И мистрис Грантли написала следующее:

«Пломстед, апреля, 186…
Сузанна Грантли».

Милая моя Гризельда, иногда мне приходит на мысль, что ты до такой степени удалена от меня, что я едва ли имею право принимать участие в повседневных делах твоей жизни, и я знаю, что ты не имеешь возможности обращаться ко мне за советом или сочувствием, что, конечно, ты делала бы, выйдя замуж за джентльмена из нашей среды. Но я совершенно уверена, что мое дитя не забывает своей матери, оглядываясь на прошедшее, вспоминает ее нежную любовь, и что она позволит мне побеседовать с ней и подать помощь в трудные минуты жизни, как я подала бы ее всякому другому детищу, которого любила и лелеяла. Молю Бога, чтобы опасения мои относительно близости к тебе таких минут не имели никакого основания. Если же я не ошибаюсь, то, надеюсь, ты простишь мне мою заботливость.

До нас, более чем с одной стороны, дошли слухи, что…

О, Гризельда! Я решительно не знаю, какими словами скрыть от тебя и в то же время объяснить то, что должна написать. Говорят, что ты вступила в интимные отношения с мистером Поллисером, племянником герцога, и что муж твой сильно оскорблен. Может статься, лучше высказать тебе все откровенно, не считая за нужное предупреждать тебя, что я этому не верю. Говорят, будто бы ты намерена совершенно отдаться под покровительство мистера Поллисера. Милое дитя мое, ты можешь представить себе, с какою пыткою в душе я пишу эти слова, какую страшную пытку должна была перенести, прежде чем допустила мысль, на которую навели меня эти слова. Об этом открыто говорят в Барчестере, и твой отец, который был недавно в Лондоне и видел тебя, чувствует себя не в состоянии сказать мне что-нибудь успокоительное.

Я не скажу ни слова о том бедствии в светском отношении, которое постигнет тебя в случае твоего разрыва с мужем. Я уверена, что ты сама можешь видеть последствия столь ужасного поступка так же ясно, как я могу их представить тебе. Ты убьешь отца и сведешь в могилу мать, но еще не это я главнее всего хочу поставить на вид.

Ты оскорбишь твоего Бога самым тяжелым грехом, в какой только может впасть женщина, ты низвергнешь себя в бездну позора, раскаяние в котором перед Богом почти невозможно, прощение за который от мужа безнадежно.

Я не верю этому, мое милое, мое дорогое дитя, моя единственная дочь, я не верю тому, что говорили мне. Но как мать, я не могла оставить эту клевету без внимания. Если ты напишешь мне и скажешь, что это неправда, ты успокоишь меня, ты снова сделаешь меня счастливою, хотя, быть может, и упрекнешь меня за мое подозрение.

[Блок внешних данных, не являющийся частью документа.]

//! Remote session persistence for the messaging client.
//!
//! The client periodically exports an opaque session blob; persisting it lets the
//! bot reconnect after restarts without scanning a new QR code. Backends implement
//! [`SessionStore`]; the coordinator talks to them through [`SessionVault`], which
//! turns backend failures into logged, non-fatal outcomes.

use std::sync::Arc;

use async_trait::async_trait;
use chrono::{DateTime, Utc};
use serde::{Deserialize, Serialize};

use crate::domain::SessionId;

pub mod file;
pub mod memory;

pub use file::FileSessionStore;
pub use memory::MemorySessionStore;

/// Opaque serialized client session.
#[derive(Clone, PartialEq, Eq, Serialize, Deserialize)]
#[serde(transparent)]
pub struct SessionBlob(pub String);

impl SessionBlob {
    pub fn as_str(&self) -> &str {
        &self.0
    }

    pub fn len(&self) -> usize {
        self.0.len()
    }

    pub fn is_empty(&self) -> bool {
        self.0.is_empty()
    }
}

// Session blobs are credentials; never print them.
impl std::fmt::Debug for SessionBlob {
    fn fmt(&self, f: &mut std::fmt::Formatter<'_>) -> std::fmt::Result {
        write!(f, "SessionBlob({} bytes)", self.0.len())
    }
}

/// One stored session, keyed by session id.
#[derive(Clone, Debug, PartialEq, Eq)]
pub struct SessionRecord {
    pub session_id: SessionId,
    pub blob: SessionBlob,
    pub last_updated: DateTime<Utc>,
}

/// Persisted document shape shared by document-style backends:
/// `{ "session": string, "lastUpdated": ISO8601 }`.
#[derive(Clone, Debug, Serialize, Deserialize)]
#[serde(rename_all = "camelCase")]
pub struct SessionDocument {
    pub session: String,
    pub last_updated: String,
}

impl SessionDocument {
    pub fn new(blob: &SessionBlob, at: DateTime<Utc>) -> Self {
        Self {
            session: blob.0.clone(),
            last_updated: at.to_rfc3339(),
        }
    }

    pub fn into_record(self, session_id: &SessionId) -> StoreResult<SessionRecord> {
        let last_updated = DateTime::parse_from_rfc3339(&self.last_updated)
            .map(|d| d.with_timezone(&Utc))
            .map_err(|e| {
                StoreError::Corrupt(format!(
                    "{session_id}: invalid lastUpdated {:?}: {e}",
                    self.last_updated
                ))
            })?;
        Ok(SessionRecord {
            session_id: session_id.clone(),
            blob: SessionBlob(self.session),
            last_updated,
        })
    }
}

#[derive(Debug, thiserror::Error)]
pub enum StoreError {
    /// The backend could not be reached or failed the operation.
    #[error("session store unavailable: {0}")]
    Unavailable(String),

    /// A record exists but cannot be decoded.
    #[error("corrupt session record: {0}")]
    Corrupt(String),
}

pub type StoreResult<T> = std::result::Result<T, StoreError>;

/// Backend port. One implementation per storage technology.
///
/// Implementations must be idempotent: `store` upserts, `delete` of an absent
/// record succeeds, and no operation requires a prior `exists` check.
#[async_trait]
pub trait SessionStore: Send + Sync {
    /// Short backend name for logs and status output.
    fn backend(&self) -> &'static str;

    async fn exists(&self, session_id: &SessionId) -> StoreResult<bool>;

    async fn extract(&self, session_id: &SessionId) -> StoreResult<Option<SessionBlob>>;

    async fn store(&self, session_id: &SessionId, blob: &SessionBlob) -> StoreResult<()>;

    async fn delete(&self, session_id: &SessionId) -> StoreResult<()>;

    /// Required by the client's auth-strategy contract; persistence happens in `store`.
    async fn save(&self, _session_id: &SessionId) -> StoreResult<()> {
        Ok(())
    }
}

/// Caller-facing session store wrapper.
///
/// Backend errors never propagate as fatal here: `exists` fails closed, `store`
/// and `delete` report a success flag, and every failure is logged. `extract`
/// keeps "absent" (`Ok(None)`) and "store unreachable" (`Err`) apart so callers can
/// decide, but both lead to fresh authentication in the bot.
#[derive(Clone)]
pub struct SessionVault {
    backend: Arc<dyn SessionStore>,
}

impl SessionVault {
    pub fn new(backend: Arc<dyn SessionStore>) -> Self {
        Self { backend }
    }

    pub fn backend_name(&self) -> &'static str {
        self.backend.backend()
    }

    pub async fn exists(&self, session_id: &SessionId) -> bool {
        match self.backend.exists(session_id).await {
            Ok(v) => v,
            Err(e) => {
                tracing::warn!(session = %session_id, backend = self.backend_name(), error = %e, "session existence check failed; assuming none");
                false
            }
        }
    }

    pub async fn extract(&self, session_id: &SessionId) -> StoreResult<Option<SessionBlob>> {
        let res = self.backend.extract(session_id).await;
        match &res {
            Ok(Some(blob)) => {
                tracing::debug!(session = %session_id, bytes = blob.len(), "session extracted")
            }
            Ok(None) => tracing::debug!(session = %session_id, "no stored session"),
            Err(e) => {
                tracing::warn!(session = %session_id, backend = self.backend_name(), error = %e, "session extract failed")
            }
        }
        res
    }

    pub async fn store(&self, session_id: &SessionId, blob: &SessionBlob) -> bool {
        match self.backend.store(session_id, blob).await {
            Ok(()) => {
                tracing::debug!(session = %session_id, bytes = blob.len(), "session backed up");
                true
            }
            Err(e) => {
                tracing::warn!(session = %session_id, backend = self.backend_name(), error = %e, "session backup failed");
                false
            }
        }
    }

    pub async fn delete(&self, session_id: &SessionId) -> bool {
        match self.backend.delete(session_id).await {
            Ok(()) => {
                tracing::info!(session = %session_id, "stored session deleted");
                true
            }
            Err(e) => {
                tracing::warn!(session = %session_id, backend = self.backend_name(), error = %e, "session delete failed");
                false
            }
        }
    }

    pub async fn save(&self, session_id: &SessionId) {
        let _ = self.backend.save(session_id).await;
    }
}

#[cfg(test)]
mod tests {
    use super::*;

    /// Backend that fails every call.
    struct Unreachable;

    #[async_trait]
    impl SessionStore for Unreachable {
        fn backend(&self) -> &'static str {
            "unreachable"
        }

        async fn exists(&self, _id: &SessionId) -> StoreResult<bool> {
            Err(StoreError::Unavailable("connection refused".into()))
        }

        async fn extract(&self, _id: &SessionId) -> StoreResult<Option<SessionBlob>> {
            Err(StoreError::Unavailable("connection refused".into()))
        }

        async fn store(&self, _id: &SessionId, _blob: &SessionBlob) -> StoreResult<()> {
            Err(StoreError::Unavailable("connection refused".into()))
        }

        async fn delete(&self, _id: &SessionId) -> StoreResult<()> {
            Err(StoreError::Unavailable("connection refused".into()))
        }
    }

    #[tokio::test]
    async fn vault_degrades_on_backend_errors() {
        let vault = SessionVault::new(Arc::new(Unreachable));
        let id = SessionId::for_client("x");

        assert!(!vault.exists(&id).await);
        assert!(matches!(
            vault.extract(&id).await,
            Err(StoreError::Unavailable(_))
        ));
        assert!(!vault.store(&id, &SessionBlob("b".into())).await);
        assert!(!vault.delete(&id).await);
        vault.save(&id).await;
    }

    #[tokio::test]
    async fn vault_passes_through_healthy_backend() {
        let vault = SessionVault::new(Arc::new(MemorySessionStore::new()));
        let id = SessionId::for_client("x");

        assert!(vault.extract(&id).await.unwrap().is_none());
        assert!(vault.store(&id, &SessionBlob("blob".into())).await);
        assert!(vault.exists(&id).await);
        assert_eq!(
            vault.extract(&id).await.unwrap(),
            Some(SessionBlob("blob".into()))
        );
    }

    #[test]
    fn document_round_trips_into_record() {
        let at = DateTime::parse_from_rfc3339("2025-03-10T08:15:00Z")
            .unwrap()
            .with_timezone(&Utc);
        let doc = SessionDocument::new(&SessionBlob("abc".into()), at);
        let json = serde_json::to_value(&doc).unwrap();
        assert_eq!(json["session"], "abc");
        assert!(json["lastUpdated"].as_str().unwrap().starts_with("2025-03-10T08:15:00"));

        let rec = doc.into_record(&SessionId("s".into())).unwrap();
        assert_eq!(rec.last_updated, at);
    }

    #[test]
    fn document_with_bad_timestamp_is_corrupt() {
        let doc = SessionDocument {
            session: "abc".into(),
            last_updated: "yesterday".into(),
        };
        assert!(matches!(
            doc.into_record(&SessionId("s".into())),
            Err(StoreError::Corrupt(_))
        ));
    }

    #[test]
    fn blob_debug_hides_contents() {
        let blob = SessionBlob("secret-token".into());
        assert_eq!(format!("{blob:?}"), "SessionBlob(12 bytes)");
    }
}
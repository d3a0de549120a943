use wab_core::bot::BotHandle;

// Application state shared by every handler.
#[derive(Clone)]
pub struct ApiState {
    pub bot: BotHandle,
    /// Bearer token required on every route except `/health`, when set.
    pub token: Option<String>,
}

impl ApiState {
    pub fn new(bot: BotHandle, token: Option<String>) -> Self {
        Self { bot, token }
    }
}
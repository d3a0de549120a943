use std::path::{Path, PathBuf};

use async_trait::async_trait;
use chrono::Utc;

use crate::domain::SessionId;

use super::{SessionBlob, SessionDocument, SessionStore, StoreError, StoreResult};

/// Filesystem backend: one JSON document per session id inside `dir`.
///
/// Writes go to a temp file and are renamed into place so a crash mid-backup
/// never leaves a truncated session behind.
#[derive(Clone, Debug)]
pub struct FileSessionStore {
    dir: PathBuf,
}

impl FileSessionStore {
    pub fn new(dir: impl Into<PathBuf>) -> Self {
        Self { dir: dir.into() }
    }

    fn path_for(&self, session_id: &SessionId) -> PathBuf {
        self.dir
            .join(format!("{}.json", sanitize_file_stem(session_id.as_str())))
    }

    async fn read_document(&self, session_id: &SessionId) -> StoreResult<Option<SessionDocument>> {
        let path = self.path_for(session_id);
        let txt = match tokio::fs::read_to_string(&path).await {
            Ok(txt) => txt,
            Err(e) if e.kind() == std::io::ErrorKind::NotFound => return Ok(None),
            Err(e) => return Err(unavailable(&path, e)),
        };
        if txt.trim().is_empty() {
            return Ok(None);
        }
        let doc: SessionDocument = serde_json::from_str(&txt)
            .map_err(|e| StoreError::Corrupt(format!("{}: {e}", path.display())))?;
        Ok(Some(doc))
    }
}

#[async_trait]
impl SessionStore for FileSessionStore {
    fn backend(&self) -> &'static str {
        "file"
    }

    async fn exists(&self, session_id: &SessionId) -> StoreResult<bool> {
        let path = self.path_for(session_id);
        tokio::fs::try_exists(&path)
            .await
            .map_err(|e| unavailable(&path, e))
    }

    async fn extract(&self, session_id: &SessionId) -> StoreResult<Option<SessionBlob>> {
        Ok(self
            .read_document(session_id)
            .await?
            .map(|doc| SessionBlob(doc.session)))
    }

    async fn store(&self, session_id: &SessionId, blob: &SessionBlob) -> StoreResult<()> {
        tokio::fs::create_dir_all(&self.dir)
            .await
            .map_err(|e| unavailable(&self.dir, e))?;

        let path = self.path_for(session_id);
        let tmp = path.with_extension("json.tmp");
        let doc = SessionDocument::new(blob, Utc::now());
        let txt = serde_json::to_string(&doc)
            .map_err(|e| StoreError::Corrupt(format!("encode {session_id}: {e}")))?;

        tokio::fs::write(&tmp, txt)
            .await
            .map_err(|e| unavailable(&tmp, e))?;
        tokio::fs::rename(&tmp, &path)
            .await
            .map_err(|e| unavailable(&path, e))?;
        Ok(())
    }

    async fn delete(&self, session_id: &SessionId) -> StoreResult<()> {
        let path = self.path_for(session_id);
        match tokio::fs::remove_file(&path).await {
            Ok(()) => Ok(()),
            Err(e) if e.kind() == std::io::ErrorKind::NotFound => Ok(()),
            Err(e) => Err(unavailable(&path, e)),
        }
    }
}

fn unavailable(path: &Path, e: std::io::Error) -> StoreError {
    StoreError::Unavailable(format!("{}: {e}", path.display()))
}

fn sanitize_file_stem(raw: &str) -> String {
    let stem: String = raw
        .chars()
        .map(|c| {
            if c.is_ascii_alphanumeric() || c == '-' || c == '_' || c == '.' {
                c
            } else {
                '_'
            }
        })
        .collect();
    // Leading dots would hide the file or walk upwards.
    let trimmed = stem.trim_start_matches('.');
    if trimmed.is_empty() {
        "session".to_string()
    } else {
        trimmed.to_string()
    }
}

#[cfg(test)]
mod tests {
    use super::*;

    fn temp_dir(name: &str) -> PathBuf {
        let dir = std::env::temp_dir().join(format!("wab-{name}-{}", std::process::id()));
        let _ = std::fs::remove_dir_all(&dir);
        dir
    }

    #[tokio::test]
    async fn store_then_extract_round_trips() {
        let dir = temp_dir("file-roundtrip");
        let store = FileSessionStore::new(&dir);
        let id = SessionId::for_client("hhr-bot");

        assert!(!store.exists(&id).await.unwrap());
        assert!(store.extract(&id).await.unwrap().is_none());

        let blob = SessionBlob("{\"WABrowserId\":\"abc\"}\n\u{00f1}".into());
        store.store(&id, &blob).await.unwrap();
        assert!(store.exists(&id).await.unwrap());
        assert_eq!(store.extract(&id).await.unwrap(), Some(blob));

        let on_disk: serde_json::Value =
            serde_json::from_str(&std::fs::read_to_string(dir.join("RemoteAuth-hhr-bot.json")).unwrap())
                .unwrap();
        assert!(on_disk.get("lastUpdated").is_some());

        store.delete(&id).await.unwrap();
        store.delete(&id).await.unwrap();
        assert!(!store.exists(&id).await.unwrap());

        let _ = std::fs::remove_dir_all(&dir);
    }

    #[tokio::test]
    async fn empty_blob_round_trips() {
        let dir = temp_dir("file-empty");
        let store = FileSessionStore::new(&dir);
        let id = SessionId::for_client("hhr-bot");

        store.store(&id, &SessionBlob(String::new())).await.unwrap();
        assert!(store.exists(&id).await.unwrap());
        assert_eq!(store.extract(&id).await.unwrap(), Some(SessionBlob(String::new())));

        let _ = std::fs::remove_dir_all(&dir);
    }

    #[tokio::test]
    async fn unreadable_document_is_reported_as_corrupt() {
        let dir = temp_dir("file-corrupt");
        std::fs::create_dir_all(&dir).unwrap();
        std::fs::write(dir.join("s.json"), "not json").unwrap();

        let store = FileSessionStore::new(&dir);
        let res = store.extract(&SessionId("s".into())).await;
        assert!(matches!(res, Err(StoreError::Corrupt(_))));

        let _ = std::fs::remove_dir_all(&dir);
    }

    #[test]
    fn session_ids_cannot_escape_the_directory() {
        assert_eq!(sanitize_file_stem("../../etc/passwd"), "_.._etc_passwd");
        assert_eq!(sanitize_file_stem("..."), "session");
        assert_eq!(sanitize_file_stem("RemoteAuth-a b"), "RemoteAuth-a_b");
    }
}
//! Private HTTP API of the bot (axum). This is the surface the relay proxy exposes
//! to the web client.

use std::net::SocketAddr;

use tokio::net::TcpListener;
use tokio_util::sync::CancellationToken;

pub mod error;
pub mod handlers;
pub mod routes;
pub mod state;

pub use routes::app;
pub use state::ApiState;

/// Bind `addr` and serve until `shutdown` fires.
pub async fn serve(addr: SocketAddr, state: ApiState, shutdown: CancellationToken) -> std::io::Result<()> {
    let listener = TcpListener::bind(addr).await?;
    tracing::info!(addr = %listener.local_addr()?, auth = state.token.is_some(), "bot api listening");
    axum::serve(listener, app(state))
        .with_graceful_shutdown(async move { shutdown.cancelled().await })
        .await
}
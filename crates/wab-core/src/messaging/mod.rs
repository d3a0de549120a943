//! Messaging abstractions: the send port, the client lifecycle port, and the
//! event/value types that cross them.

pub mod client;
pub mod port;
pub mod throttled;
pub mod types;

Поверь, что во всякое время и при всех обстоятельствах я останусь, как и всегда оставалась, твоею любящею матерью

Обратимся теперь к мистеру Поллисеру, который сидит в своей квартире в Альбани и размышляет о своей любви. Он получил предостережение от герцога, получил предостережение от агента герцога, и, наперекор сильному чувству независимости, начинал страшиться. Он рисковал всеми тысячами годового дохода и, может быть, всем, от чего зависело его положение в обществе. Несмотря, однако же, на страх, он решился поставить на своем. Статистика становилась для него сухой материей, а любовь – очаровательной. Статистика, думал он, будет иметь свою прелесть, если в нее вмешается любовь. Самая мысль о любви леди Думбелло, по-видимому, сообщала его жизни горечь, от которой он не знал, как отделаться. Правда, он еще не наслаждался истинным блаженством любви, его разговоры с леди Думбелло не были горячее тех, которые мы привели на этих страницах, но его воображение работало неутомимо, и теперь, когда леди Думбелло окончательно переехала в свой дом в Чарльстон-Гарденс, он решился признаться в своей страсти при первом удобном случае. Для него было очевидно, что свет ожидал от него этого поступка и что свет начинал уже обвинять его в медленности его действий.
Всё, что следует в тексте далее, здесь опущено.